Another small but probably noticeable quirk of a remote work environment is the absence of common areas where people can take a break in the workplace. Some studies link quick breaks in the workplace to higher productivity. Too bad, the remote organization doesn’t have a physical watercooler, so to speak. This is where virtual equivalents can play an important role in ensuring the well being of your remote organization.
While our team is accustomed to the mundane realities of working from home, we still make it a point to have virtual versions of these office comforts. It can be as simple as making room for jokes, memes, and light activities or games within our group chats.
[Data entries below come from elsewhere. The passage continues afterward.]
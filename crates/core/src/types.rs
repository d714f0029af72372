use serde::{Deserialize, Serialize};
use slotmap::new_key_type;

new_key_type! {
    pub struct RoomId;
}

#[derive(Clone, Copy, Debug, PartialEq, Eq, PartialOrd, Ord, Hash)]
pub struct GridPos {
    pub y: i32,
    pub x: i32,
}

impl GridPos {
    pub fn new(y: i32, x: i32) -> Self {
        Self { y, x }
    }

    pub fn step(self, direction: Direction) -> Self {
        let (dy, dx) = direction.offset();
        Self { y: self.y + dy, x: self.x + dx }
    }
}

#[derive(Clone, Copy, Debug, PartialEq, Eq, PartialOrd, Ord, Hash, Serialize, Deserialize)]
pub enum Direction {
    Up,
    Right,
    Down,
    Left,
}

impl Direction {
    pub const ALL: [Direction; 4] = [
        Direction::Up,
        Direction::Right,
        Direction::Down,
        Direction::Left,
    ];

    pub fn offset(self) -> (i32, i32) {
        match self {
            Direction::Up => (-1, 0),
            Direction::Right => (0, 1),
            Direction::Down => (1, 0),
            Direction::Left => (0, -1),
        }
    }

    pub fn opposite(self) -> Direction {
        match self {
            Direction::Up => Direction::Down,
            Direction::Right => Direction::Left,
            Direction::Down => Direction::Up,
            Direction::Left => Direction::Right,
        }
    }
}

#[derive(Clone, Copy, Debug, PartialEq, Eq, PartialOrd, Ord, Hash, Serialize, Deserialize)]
pub enum RoomKind {
    Start,
    Normal,
    Boss,
    /// Backfill kind for unoccupied cells, assigned by consumers rather
    /// than by generation itself.
    Empty,
}

#[derive(Clone, Copy, Debug, PartialEq, Eq, PartialOrd, Ord, Hash, Serialize, Deserialize)]
pub enum RoomSize {
    Single,
    Wide,
    Tall,
    Large,
}

impl RoomSize {
    pub const ALL: [RoomSize; 4] = [
        RoomSize::Single,
        RoomSize::Wide,
        RoomSize::Tall,
        RoomSize::Large,
    ];

    pub fn width(self) -> i32 {
        match self {
            RoomSize::Single | RoomSize::Tall => 1,
            RoomSize::Wide | RoomSize::Large => 2,
        }
    }

    pub fn height(self) -> i32 {
        match self {
            RoomSize::Single | RoomSize::Wide => 1,
            RoomSize::Tall | RoomSize::Large => 2,
        }
    }

    pub fn cell_count(self) -> usize {
        (self.width() * self.height()) as usize
    }

    pub(crate) fn index(self) -> usize {
        match self {
            RoomSize::Single => 0,
            RoomSize::Wide => 1,
            RoomSize::Tall => 2,
            RoomSize::Large => 3,
        }
    }
}

#[cfg(test)]
mod tests {
    use super::*;

    #[test]
    fn step_moves_one_cell() {
        let origin = GridPos::new(3, 3);
        assert_eq!(origin.step(Direction::Up), GridPos::new(2, 3));
        assert_eq!(origin.step(Direction::Right), GridPos::new(3, 4));
        assert_eq!(origin.step(Direction::Down), GridPos::new(4, 3));
        assert_eq!(origin.step(Direction::Left), GridPos::new(3, 2));
    }

    #[test]
    fn opposite_round_trips() {
        for direction in Direction::ALL {
            assert_eq!(direction.opposite().opposite(), direction);
        }
    }

    #[test]
    fn size_footprints() {
        assert_eq!((RoomSize::Single.width(), RoomSize::Single.height()), (1, 1));
        assert_eq!((RoomSize::Wide.width(), RoomSize::Wide.height()), (2, 1));
        assert_eq!((RoomSize::Tall.width(), RoomSize::Tall.height()), (1, 2));
        assert_eq!((RoomSize::Large.width(), RoomSize::Large.height()), (2, 2));
        assert_eq!(RoomSize::Large.cell_count(), 4);
    }
}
CZ would recommend books to read now and then, while many people within teams share their passions. (The marketing team is fond of pets, for instance.)
5. Create a reward system that’s tangible and aspirational enough for your team. (A little personal touch can help a lot.)
Ultimately, we all work to gain rewards, whether monetary or aspirational. Admittedly, dishing out recognition and making employees feel valued can be quite tricky in the work-from-home setup. The dynamics of determining what constitutes good work can be different between conventional office settings and remote ones, so a well-communicated reward system can work wonders in a remote organization.
At Binance, we can’t exactly hold big events for recognizing the star players within the team, like a traditional team would during a year-end party. But we still make it a point to make our employees feel that they are valued. We are more vocal in our praise and appreciation of a job well done. We send bonus gifts to our top achievers, on top of significant performance bonuses. A lot of our rewards are also on the aspirational side of things. For instance, we provide top achievers with lots of growth opportunities, like being trusted with lead roles in any project they’d like to take on, or being given the latitude to work on creating or growing business units and determining their directions.
And even for our colleagues who are facing hardships, like personal tragedies or calamities where they live, we make it a point to send care packages, words of support from teammates, and more. It’s the little things such as personal touch that matter when it comes to valuing our teammates, even if we’re all around the world. And when our teammates feel valued, we all help each other to increase the value of the organization we’re with.